Unjust: Laban to Jacob
The Genesis material gives the opposite picture. The marriage that initiates the relationship is itself the first deception. Jacob asks for his contracted wife — "Give me my wife, for my days are fulfilled, that I may enter her" (Ge 29:21) — and Laban gathers a wedding feast: "And Laban gathered together all the men of the place, and made a feast" (Ge 29:22). But the daughter brought to the tent that night is the wrong one: "in the evening, that he took Leah his daughter, and brought her to him. And he entered her" (Ge 29:23).
Jacob's later complaint to Rachel and Leah summarizes the whole relationship as a pattern of broken terms. "And your⁺ father has deceived me, and changed my wages ten times; but God didn't allow him to hurt me" (Ge 31:7). His direct confrontation with Laban returns to the same accounting. He reminds Laban that he absorbed every loss himself — "That which was torn of beasts I didn't bring to you; I bore the loss of it; of my hand you required it, whether stolen by day or stolen by night" (Ge 31:39) — and labored under brutal conditions: "in the day the drought consumed me, and the frost by night; and my sleep fled from my eyes" (Ge 31:40).

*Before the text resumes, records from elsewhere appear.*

//! Difference path construction
//!
//! Record fields are joined with `.`, sequence indexes and mapping keys are
//! wrapped in brackets. A length mismatch is reported at `#length`, which no
//! field name or index can produce. The root is the empty path.

/// Path of a named record field below `parent`
pub fn field(parent: &str, name: &str) -> String {
    if parent.is_empty() {
        name.to_string()
    } else {
        format!("{}.{}", parent, name)
    }
}

/// Path of a sequence element below `parent`
pub fn index(parent: &str, index: usize) -> String {
    format!("{}[{}]", parent, index)
}

/// Path of a mapping entry below `parent`
///
/// Keys go in brackets so keys containing `.` (like `item.50`) stay
/// distinguishable from nested record fields.
pub fn key(parent: &str, key: &str) -> String {
    format!("{}[{}]", parent, key)
}

/// Path of the length of the sequence at `parent`
pub fn length(parent: &str) -> String {
    format!("{}#length", parent)
}

/// Human-readable rendering of a path
pub fn display(path: &str) -> &str {
    if path.is_empty() {
        "(root)"
    } else {
        path
    }
}
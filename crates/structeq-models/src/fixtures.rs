//! Literal sample values shared by every scenario

use std::collections::HashMap;
use std::time::Duration;

use chrono::{DateTime, Utc};

use crate::embedded::BaseModel;
use crate::request::{CreateModelRequest, SubModel};
use crate::time::ModelWithTime;

pub const THE_STRING: &str = "some string";
pub const THE_INT: i64 = 123;
pub const SUB_STRING: &str = "sub string";
pub const SUB_FLOAT: f64 = 123.456;
pub const THE_DURATION: Duration = Duration::from_secs(10);

/// Number of entries in the large map and elements in the large list
pub const LARGE_COLLECTION_SIZE: usize = 100;

/// Sample values built once per run
///
/// Scenarios never mutate these; they clone what they need.
#[derive(Debug, Clone)]
pub struct Fixtures {
    pub create_model_request: CreateModelRequest,
    pub base_model: BaseModel,
    pub model_with_time: ModelWithTime,
}

impl Fixtures {
    /// Build the fixtures, stamping the time model with the current instant
    pub fn new() -> Self {
        Self::at(Utc::now())
    }

    /// Build the fixtures with a fixed instant
    pub fn at(now: DateTime<Utc>) -> Self {
        Self {
            create_model_request: CreateModelRequest::new(THE_STRING, THE_INT, sub_model()),
            base_model: BaseModel::new(THE_STRING, THE_INT, sub_model()),
            model_with_time: ModelWithTime::new(now, THE_DURATION),
        }
    }
}

impl Default for Fixtures {
    fn default() -> Self {
        Self::new()
    }
}

fn sub_model() -> SubModel {
    SubModel::new(SUB_STRING, SUB_FLOAT)
}

/// Key used for entry `i` of the large map and element `i` of the large list
pub fn item_key(i: i64) -> String {
    format!("item.{}", i)
}

/// `{"foo": 10, "bar": 20}`
pub fn small_map() -> HashMap<String, i64> {
    HashMap::from([("foo".to_string(), 10), ("bar".to_string(), 20)])
}

/// `item.1 = 1` through `item.100 = 100`
pub fn large_map() -> HashMap<String, i64> {
    (1..=LARGE_COLLECTION_SIZE as i64)
        .map(|i| (item_key(i), i))
        .collect()
}

/// `["foo", "bar"]`
pub fn small_list() -> Vec<String> {
    vec!["foo".to_string(), "bar".to_string()]
}

/// `item.1` through `item.100`, in order
pub fn large_list() -> Vec<String> {
    (1..=LARGE_COLLECTION_SIZE as i64).map(item_key).collect()
}
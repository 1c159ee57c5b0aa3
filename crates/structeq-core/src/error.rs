//! Error types for comparison

use thiserror::Error;

/// Result type for comparison operations
pub type CompareResult<T> = Result<T, CompareError>;

/// Errors that can occur while preparing values for comparison
///
/// A mismatch is never an error; it is reported as a difference.
#[derive(Debug, Error)]
pub enum CompareError {
    /// An operand could not be serialized
    #[error("failed to serialize {side} value: {source}")]
    Serialize {
        side: &'static str,
        #[source]
        source: serde_json::Error,
    },
}
/// Compare two typed values and wrap the outcome in a labelled result
pub fn compare_structural<T: Structural + ?Sized>(
    label: &str,
    expected: &T,
    actual: &T,
    options: &CompareOptions,
) -> ComparisonResult {
    let differences = compare(&expected.to_value(), &actual.to_value(), options);
    debug!(label, differences = differences.len(), "structural comparison finished");
    ComparisonResult::new(label, differences)
}

/// Compare two values, returning every difference found
///
/// An empty result means the values are structurally equal.
pub fn compare(expected: &Value, actual: &Value, options: &CompareOptions) -> Vec<Difference> {
    let mut walker = Walker {
        options,
        differences: Vec::new(),
    };
    walker.walk("", expected, actual);
    walker.differences
}

struct Walker<'o> {
    options: &'o CompareOptions,
    differences: Vec<Difference>,
}
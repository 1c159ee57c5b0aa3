//! Comparison through JSON serialization
//!
//! Both operands are serialized with `serde_json` and the resulting trees are
//! walked with the same path and category rules as [`crate::compare`].
//! JSON has no separate mapping type, so `allow_extra_fields` applies to
//! every object here, and object keys are joined like record fields
//! (`counts.foo` where the deep comparator reports `counts[foo]`). Keys that
//! would read as a nested path, such as `item.50`, are bracketed instead.

use serde::Serialize;
use serde_json::Value as JsonValue;
use tracing::trace;

use crate::compare::{CompareOptions, DiffCategory, Difference};
use crate::error::{CompareError, CompareResult};
use crate::path;

/// Serialize both values and compare the JSON trees
pub fn compare_serialized<T: Serialize + ?Sized>(
    expected: &T,
    actual: &T,
    options: &CompareOptions,
) -> CompareResult<Vec<Difference>> {
    let expected = serde_json::to_value(expected)
        .map_err(|source| CompareError::Serialize { side: "expected", source })?;
    let actual = serde_json::to_value(actual)
        .map_err(|source| CompareError::Serialize { side: "actual", source })?;

    let mut differences = Vec::new();
    compare_json("", &expected, &actual, options, &mut differences);
    if let Some(max) = options.max_differences {
        differences.truncate(max);
    }
    Ok(differences)
}

/// Compare two JSON trees, appending differences
pub fn compare_json(
    path: &str,
    expected: &JsonValue,
    actual: &JsonValue,
    options: &CompareOptions,
    differences: &mut Vec<Difference>,
) {
    if !path.is_empty() && options.ignore_fields.contains(path) {
        trace!(path, "ignoring field");
        return;
    }

    match (expected, actual) {
        (JsonValue::Object(expected_obj), JsonValue::Object(actual_obj)) => {
            for (key, expected_value) in expected_obj {
                let new_path = object_key(path, key);
                if options.ignore_fields.contains(&new_path) {
                    continue;
                }

                match actual_obj.get(key) {
                    Some(actual_value) => {
                        compare_json(&new_path, expected_value, actual_value, options, differences);
                    }
                    None => differences.push(Difference::missing(new_path, expected_value)),
                }
            }

            if !options.allow_extra_fields {
                for (key, actual_value) in actual_obj {
                    let new_path = object_key(path, key);
                    if !expected_obj.contains_key(key) && !options.ignore_fields.contains(&new_path) {
                        differences.push(Difference::extra(new_path, actual_value));
                    }
                }
            }
        }
        (JsonValue::Array(expected_arr), JsonValue::Array(actual_arr)) => {
            if expected_arr.len() != actual_arr.len() {
                differences.push(Difference::length(
                    path::length(path),
                    expected_arr.len(),
                    actual_arr.len(),
                ));
            }

            for (i, (expected_elem, actual_elem)) in expected_arr.iter().zip(actual_arr).enumerate() {
                compare_json(&path::index(path, i), expected_elem, actual_elem, options, differences);
            }
        }
        _ => {
            if json_kind(expected) != json_kind(actual) {
                differences.push(Difference::new(
                    DiffCategory::Kind,
                    path,
                    format!("{} {}", json_kind(expected), expected),
                    format!("{} {}", json_kind(actual), actual),
                ));
            } else if expected != actual {
                differences.push(Difference::value(path, expected, actual));
            }
        }
    }
}

fn object_key(parent: &str, key: &str) -> String {
    if key.contains(['.', '[', ']', '#']) {
        path::key(parent, key)
    } else {
        path::field(parent, key)
    }
}

fn json_kind(value: &JsonValue) -> &'static str {
    match value {
        JsonValue::Null => "null",
        JsonValue::Bool(_) => "bool",
        JsonValue::Number(_) => "number",
        JsonValue::String(_) => "string",
        JsonValue::Array(_) => "array",
        JsonValue::Object(_) => "object",
    }
}

#[cfg(test)]
mod tests {
    use super::*;
    use serde_json::json;

    #[test]
    fn test_nested_object_difference() {
        let expected = json!({"the_string": "some string", "complex_type": {"sub_string": "sub string"}});
        let actual = json!({"the_string": "some string", "complex_type": {"sub_string": "other"}});

        let diffs = compare_serialized(&expected, &actual, &CompareOptions::new()).unwrap();
        assert_eq!(diffs.len(), 1);
        assert_eq!(diffs[0].path, "complex_type.sub_string");
        assert_eq!(diffs[0].expected, r#""sub string""#);
    }

    #[test]
    fn test_object_key_order_does_not_matter() {
        let expected = json!({"foo": 10, "bar": 20});
        let actual = json!({"bar": 20, "foo": 10});
        assert!(compare_serialized(&expected, &actual, &CompareOptions::new())
            .unwrap()
            .is_empty());
    }

    #[test]
    fn test_array_order_matters() {
        let diffs = compare_serialized(&json!(["foo", "bar"]), &json!(["bar", "foo"]), &CompareOptions::new())
            .unwrap();
        let paths: Vec<&str> = diffs.iter().map(|d| d.path.as_str()).collect();
        assert_eq!(paths, vec!["[0]", "[1]"]);
    }

    #[test]
    fn test_extra_field_tolerance() {
        let expected = json!({"the_string": "some string"});
        let actual = json!({"id": "someid", "the_string": "some string"});

        let diffs = compare_serialized(&expected, &actual, &CompareOptions::new()).unwrap();
        assert_eq!(diffs[0].category, DiffCategory::Extra);
        assert!(compare_serialized(&expected, &actual, &CompareOptions::new().with_extra_fields())
            .unwrap()
            .is_empty());
    }

    #[test]
    fn test_dotted_keys_are_bracketed() {
        let expected = json!({"item.50": 50, "foo": 10});
        let actual = json!({"item.50": 51, "foo": 11});

        let diffs = compare_serialized(&expected, &actual, &CompareOptions::new()).unwrap();
        let paths: Vec<&str> = diffs.iter().map(|d| d.path.as_str()).collect();
        assert_eq!(paths, vec!["foo", "[item.50]"]);
    }

    #[test]
    fn test_array_length_marker() {
        let expected = json!({"length": 2, "items": [1, 2]});
        let actual = json!({"length": 3, "items": [1]});

        let diffs = compare_serialized(&expected, &actual, &CompareOptions::new()).unwrap();
        let paths: Vec<&str> = diffs.iter().map(|d| d.path.as_str()).collect();
        assert_eq!(paths, vec!["items#length", "length"]);
    }

    #[test]
    fn test_kind_mismatch() {
        let diffs = compare_serialized(&json!({"a": 1}), &json!({"a": "1"}), &CompareOptions::new()).unwrap();
        assert_eq!(diffs[0].category, DiffCategory::Kind);
        assert_eq!(diffs[0].expected, "number 1");
    }
}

The total reckoning follows: "These twenty years I have been in your house; I served you fourteen years for your two daughters, and six years for your flock: and you have changed my wages ten times" (Ge 31:41). Without divine protection, Jacob says, the outcome would have been theft outright: "Except the God of my father, the God of Abraham, and the Fear of Isaac, had been with me, surely now you would have sent me away empty. God has seen my affliction and the labor of my hands, and rebuked you last night" (Ge 31:42).